Preparation of Biodegradable and Elastic Poly(ε-caprolactone-co-lactide) Copolymers and Evaluation as a Localized and Sustained Drug Delivery Carrier.

To develop a biodegradable polymer possessing elasticity and flexibility, we synthesized MPEG-b-(PCL--PLA) copolymers (PCLA), which display specific rates of flexibility and elasticity. We synthesize the PCLA copolymers by ring-opening polymerization of ε-caprolactone and l-lactide. PCLA copolymers of various compositions were synthesized with 500,000 molecular weight. The PCLA copolymers mechanical properties were dependent on the mole ratio of the ε-caprolactone and l-lactide components. Cyclic tensile tests were carried out to investigate the resistance to creep of PCLA specimens after up to 20 deformation cycles to 50% elongation. After in vivo implantation, the PCLA implants exhibited biocompatibility, and gradually biodegraded over an eight-week experimental period. Immunohistochemical characterization showed that the PCLA implants provoked in vivo inflammation, which gradually decreased over time. The copolymer was used as a drug carrier for locally implantable drugs, the hydrophobic drug dexamethasone (Dex), and the water-soluble drug dexamethasone 21-phosphate disodium salt (Dex(p)).

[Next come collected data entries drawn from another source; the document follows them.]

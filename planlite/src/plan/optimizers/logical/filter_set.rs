// Copyright (c) 2024-2025 DeepGraph Inc.
// SPDX-License-Identifier: Apache-2.0
//
//! Attribution of filter conjuncts to the single table they reference

use std::collections::BTreeMap;

use thiserror::Error;

use crate::ast::Expression;

/// A conjunct whose owning table cannot be determined. Never surfaced:
/// callers leave the filter where it is.
#[derive(Debug, Clone, PartialEq, Error)]
#[error("cannot attribute predicate {conjunct} to a table")]
pub(crate) struct AttributionError {
    pub conjunct: String,
}

/// Conjuncts of one filter node, grouped by the table they exclusively
/// reference, plus the set of conjuncts already relocated.
///
/// Conjuncts referencing several tables, no table at all, or a subquery are
/// kept in `predicates` but never attributed: they stay in the filter.
#[derive(Debug, Clone)]
pub struct FilterSet {
    predicates: Vec<Expression>,
    by_table: BTreeMap<String, Vec<Expression>>,
    handled: Vec<Expression>,
}

impl FilterSet {
    /// Decompose `condition` into its top-level conjuncts and attribute each
    pub(crate) fn build(condition: &Expression) -> Result<Self, AttributionError> {
        let predicates = condition.split_conjunction();
        let mut by_table: BTreeMap<String, Vec<Expression>> = BTreeMap::new();

        for conjunct in &predicates {
            let mut tables: Vec<String> = Vec::new();
            let mut has_subquery = false;
            let mut unowned = false;

            conjunct.inspect(&mut |e| match e {
                Expression::Column(c) if c.table.is_empty() => {
                    unowned = true;
                    false
                }
                Expression::Column(c) => {
                    let table = c.table.to_lowercase();
                    if !tables.contains(&table) {
                        tables.push(table);
                    }
                    true
                }
                Expression::UnresolvedColumn(_) => {
                    unowned = true;
                    false
                }
                Expression::Subquery(_) => {
                    has_subquery = true;
                    false
                }
                _ => true,
            });

            if unowned {
                return Err(AttributionError {
                    conjunct: conjunct.to_string(),
                });
            }

            if tables.len() == 1 && !has_subquery {
                let table = tables.remove(0);
                by_table.entry(table).or_default().push(conjunct.clone());
            }
        }

        Ok(Self {
            predicates,
            by_table,
            handled: Vec::new(),
        })
    }

    /// Not-yet-handled conjuncts attributed to `table`, as written in the query
    pub fn available_for_table(&self, table: &str) -> Vec<Expression> {
        self.by_table
            .get(&table.to_lowercase())
            .map(|filters| {
                filters
                    .iter()
                    .filter(|f| !self.handled.contains(f))
                    .cloned()
                    .collect()
            })
            .unwrap_or_default()
    }

    /// Record conjuncts as relocated. Marking twice is a no-op.
    pub fn mark_handled(&mut self, predicates: &[Expression]) {
        for predicate in predicates {
            if !self.handled.contains(predicate) {
                self.handled.push(predicate.clone());
            }
        }
    }

    /// All not-yet-handled conjuncts of the filter, in their original order
    pub fn available_filters(&self) -> Vec<Expression> {
        self.predicates
            .iter()
            .filter(|p| !self.handled.contains(p))
            .cloned()
            .collect()
    }

    pub fn handled_count(&self) -> usize {
        self.handled.len()
    }

    /// Tables with at least one attributed conjunct
    pub fn tables(&self) -> impl Iterator<Item = &str> {
        self.by_table.keys().map(|t| t.as_str())
    }
}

We monitored drug-loaded PCLA films for in vitro and in vivo drug release over 40 days and observed real-time sustained release of near-infrared (NIR) fluorescence over an extended period from hydrophobic IR-780- and hydrophilic IR-783-loaded PCLA implanted in live animals. Finally, we confirmed that PCLA films are usable as biodegradable, elastic drug carriers.